Task instructions: Return only what lies between the first line of the entries and the line containing "use tempfile::TempDir;", both lines included.

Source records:
-=-=-=-=-

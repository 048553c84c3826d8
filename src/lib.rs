//! Data analysis toolkit: scrape a public company dataset, clean a tabular dataset, then run
//! exploratory analysis over it and write a text report.

pub mod apis;
pub mod app;
pub mod cleaner;
pub mod common;
pub mod config;
pub mod dataset;
pub mod eda;
pub mod infra;
pub mod observability;
pub mod pipeline;

// Re-export commonly used types
pub use config::PipelineConfig;
pub use pipeline::{PipelineReport, PipelineRunner};
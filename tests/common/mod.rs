#![allow(dead_code)]

use data_toolkit::common::error::{Result, ToolkitError};
use data_toolkit::common::types::{
    CompanyScraper, DataCleaner, EdaEngine, ScrapeOutcome, ScrapeStats,
};
use data_toolkit::dataset::Dataset;
use data_toolkit::eda::ComprehensiveEda;
use data_toolkit::PipelineConfig;
use std::cell::RefCell;
use std::fs;
use std::path::{Path, PathBuf};
use std::rc::Rc;
use tempfile::TempDir;

/// Raw layoffs extract with 8 data rows: two exact duplicates, one blank row, one row that only
/// duplicates another after its number and date are normalized.
pub const RAW_LAYOFFS: &str = "\
Company,Location,Industry,Total Laid Off,Percentage Laid Off,Date,Country
Acme,Seattle,Retail,100,0.1,3/6/2023,United States
Globex,Austin,Crypto,\"1,200\",0.25,3/7/2023,United States
Acme,Seattle,Retail,100,0.1,3/6/2023,United States
Initech,Toronto,Finance,NULL,N/A,2023-01-15,Canada
,,,,,,
Hooli, Palo Alto ,Consumer,450,0.05,12/1/2022,United States
Globex,Austin,Crypto,1200,0.25,2023-03-07,United States
Umbrella,Berlin,Healthcare,75,0.3,2/20/2023,Germany
";

pub struct TestEnv {
    _tmp: TempDir,
    pub base: PathBuf,
    pub config: PipelineConfig,
}

impl TestEnv {
    pub fn new() -> Self {
        let tmp = TempDir::new().expect("create temp dir");
        let base = tmp.path().join("toolkit");
        let config = PipelineConfig::for_base_dir(&base);
        Self {
            _tmp: tmp,
            base,
            config,
        }
    }

    /// Place the externally supplied raw dataset
    pub fn write_raw(&self, content: &str) {
        write_file(&self.config.input_dataset_path, content);
    }

    pub fn write_cleaned(&self, content: &str) {
        write_file(&self.config.cleaned_dataset_path(), content);
    }
}

pub fn write_file(path: &Path, content: &str) {
    fs::create_dir_all(path.parent().expect("path has parent")).expect("create parent dir");
    fs::write(path, content).expect("write file");
}

/// Scraper double with a fixed behaviour
pub enum StubScraper {
    /// Writes a small company table
    Succeeds,
    Empty,
    Fails(String),
}

impl CompanyScraper for StubScraper {
    fn scrape_and_export(&mut self, dest: &Path) -> ScrapeOutcome {
        match self {
            StubScraper::Succeeds => {
                let dataset = Dataset::new(
                    vec!["Rank".into(), "Name".into(), "Revenue".into()],
                    vec![
                        vec!["1".into(), "Walmart".into(), "648,125".into()],
                        vec!["2".into(), "Amazon".into(), "574,785".into()],
                    ],
                );
                if let Err(e) = dataset.to_csv_path(dest) {
                    return ScrapeOutcome::Failed(e);
                }
                ScrapeOutcome::Exported(ScrapeStats {
                    path: dest.to_path_buf(),
                    rows: 2,
                    columns: 3,
                    preview: vec!["1 - Walmart".into(), "2 - Amazon".into()],
                })
            }
            StubScraper::Empty => ScrapeOutcome::Empty,
            StubScraper::Fails(message) => ScrapeOutcome::Failed(ToolkitError::Api {
                message: message.clone(),
            }),
        }
    }

    fn summary(&self) -> Option<String> {
        matches!(self, StubScraper::Succeeds).then(|| "   Companies scraped: 2".to_string())
    }
}

/// Cleaner double that always reports failure and never writes anything
pub struct FailingCleaner;

impl DataCleaner for FailingCleaner {
    fn clean_all(&mut self, _source: &Path) -> bool {
        false
    }

    fn save_cleaned_data(&self, _dest: &Path) -> Result<()> {
        panic!("save must not be called after a failed clean");
    }

    fn generate_cleaning_report(&self) -> String {
        String::new()
    }
}

/// Real EDA engine that remembers every path it was asked to load
pub struct RecordingEda {
    inner: ComprehensiveEda,
    pub loads: Rc<RefCell<Vec<PathBuf>>>,
}

impl RecordingEda {
    pub fn new() -> (Self, Rc<RefCell<Vec<PathBuf>>>) {
        let loads = Rc::new(RefCell::new(Vec::new()));
        (
            Self {
                inner: ComprehensiveEda::new(),
                loads: Rc::clone(&loads),
            },
            loads,
        )
    }
}

impl EdaEngine for RecordingEda {
    fn load_data(&mut self, source: &Path) -> bool {
        self.loads.borrow_mut().push(source.to_path_buf());
        self.inner.load_data(source)
    }

    fn run_complete_eda(&mut self) {
        self.inner.run_complete_eda();
    }

    fn generate_comprehensive_report(&mut self, dest: &Path) -> Result<()> {
        self.inner.generate_comprehensive_report(dest)
    }
}
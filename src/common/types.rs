use crate::common::error::{Result, ToolkitError};
use std::path::{Path, PathBuf};

/// What a scraper produced for one export request
#[derive(Debug)]
pub enum ScrapeOutcome {
    /// Rows were scraped and written to disk
    Exported(ScrapeStats),
    /// The source answered but yielded no rows
    Empty,
    /// The scrape could not be completed
    Failed(ToolkitError),
}

/// Summary of a successful scrape
#[derive(Debug, Clone, PartialEq)]
pub struct ScrapeStats {
    pub path: PathBuf,
    pub rows: usize,
    pub columns: usize,
    /// Leading cells of the first few rows, for console summaries
    pub preview: Vec<String>,
}

/// Core trait for the web scraping collaborator
pub trait CompanyScraper {
    /// Scrape the source and write the result as CSV to `dest`
    fn scrape_and_export(&mut self, dest: &Path) -> ScrapeOutcome;

    /// Human readable summary of the last successful scrape, if any
    fn summary(&self) -> Option<String>;

    /// Print the summary of the last scrape to the console
    fn display_summary(&self) {
        match self.summary() {
            Some(summary) => println!("{summary}"),
            None => println!("   No scrape has completed yet."),
        }
    }
}

/// Core trait for the data cleaning collaborator
pub trait DataCleaner {
    /// Load and clean the CSV at `source`, replacing any previously cleaned state.
    /// Returns false when cleaning could not produce a usable dataset.
    fn clean_all(&mut self, source: &Path) -> bool;

    /// Write the cleaned dataset to `dest`
    fn save_cleaned_data(&self, dest: &Path) -> Result<()>;

    /// Multi-line summary of the cleaning actions taken
    fn generate_cleaning_report(&self) -> String;
}

/// Core trait for the exploratory analysis collaborator
pub trait EdaEngine {
    /// Load the CSV at `source`. Returns false when it cannot be read.
    fn load_data(&mut self, source: &Path) -> bool;

    /// Run every analysis over the loaded dataset
    fn run_complete_eda(&mut self);

    /// Write the textual analysis report to `dest`
    fn generate_comprehensive_report(&mut self, dest: &Path) -> Result<()>;
}
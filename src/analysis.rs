//! Streams that feed passing events through [`RunningStatistics`].

use crate::error::StreamError;
use crate::event::{AnalyzedValue, Event};
use crate::statistics::{RunningStatistics, StatisticsSnapshot};
use crate::stream::{EventStream, ensure_open};

/// Pushes every float event into a caller-owned accumulator and attaches the accumulator's
/// exported sub-statistics to the event, as they stand right after that push.
pub struct AnalysisStream<'a, S> {
    inner: S,
    stats: &'a mut RunningStatistics,
}

impl<'a, S: EventStream<Value = f32>> AnalysisStream<'a, S> {
    /// Wraps `inner`, accumulating into `stats`.
    pub fn new(inner: S, stats: &'a mut RunningStatistics) -> Self {
        Self { inner, stats }
    }

    /// Statistics over every event read so far.
    pub fn statistics(&self) -> &RunningStatistics {
        self.stats
    }

    /// Copy of the current statistics.
    pub fn snapshot(&self) -> StatisticsSnapshot {
        self.stats.snapshot()
    }
}

impl<S: EventStream<Value = f32>> EventStream for AnalysisStream<'_, S> {
    type Value = AnalyzedValue;

    fn read(&mut self) -> Result<Option<Event<AnalyzedValue>>, StreamError> {
        ensure_open(self)?;
        let Some(event) = self.inner.read()? else {
            return Ok(None);
        };
        self.stats.push(&event);
        let stats = self.stats.event_stats();
        Ok(Some(event.map_value(|value| AnalyzedValue { value, stats })))
    }

    fn is_open(&self) -> bool {
        self.inner.is_open()
    }

    fn close(&mut self) -> Result<(), StreamError> {
        self.inner.close()
    }
}

/// Replaces each float event's value with the running time-integral through that event.
///
/// The value is zero until the integral is known.
pub struct IntegrationStream<S> {
    inner: S,
    stats: RunningStatistics,
}

impl<S: EventStream<Value = f32>> IntegrationStream<S> {
    /// Wraps `inner`.
    pub fn new(inner: S) -> Self {
        Self {
            inner,
            stats: RunningStatistics::new(),
        }
    }

    /// Statistics over every event read so far.
    pub fn statistics(&self) -> &RunningStatistics {
        &self.stats
    }
}

impl<S: EventStream<Value = f32>> EventStream for IntegrationStream<S> {
    type Value = f32;

    fn read(&mut self) -> Result<Option<Event<f32>>, StreamError> {
        ensure_open(self)?;
        let Some(event) = self.inner.read()? else {
            return Ok(None);
        };
        self.stats.push(&event);
        let integral = self.stats.integration().unwrap_or(0.0) as f32;
        Ok(Some(event.map_value(|_| integral)))
    }

    fn is_open(&self) -> bool {
        self.inner.is_open()
    }

    fn close(&mut self) -> Result<(), StreamError> {
        self.inner.close()
    }
}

-=-=-=-=-

Response for this exercise:
repository 048553c84c3826d8
filename src/lib.rs
//! Data analysis toolkit: scrape a public company dataset, clean a tabular dataset, then run
//! exploratory analysis over it and write a text report.

pub mod apis;
pub mod app;
pub mod cleaner;
pub mod common;
pub mod config;
pub mod dataset;
pub mod eda;
pub mod infra;
pub mod observability;
pub mod pipeline;

// Re-export commonly used types
pub use config::PipelineConfig;
pub use pipeline::{PipelineReport, PipelineRunner};
filename tests/common/mod.rs
#![allow(dead_code)]

use data_toolkit::common::error::{Result, ToolkitError};
use data_toolkit::common::types::{
    CompanyScraper, DataCleaner, EdaEngine, ScrapeOutcome, ScrapeStats,
};
use data_toolkit::dataset::Dataset;
use data_toolkit::eda::ComprehensiveEda;
use data_toolkit::PipelineConfig;
use std::cell::RefCell;
use std::fs;
use std::path::{Path, PathBuf};
use std::rc::Rc;
use tempfile::TempDir;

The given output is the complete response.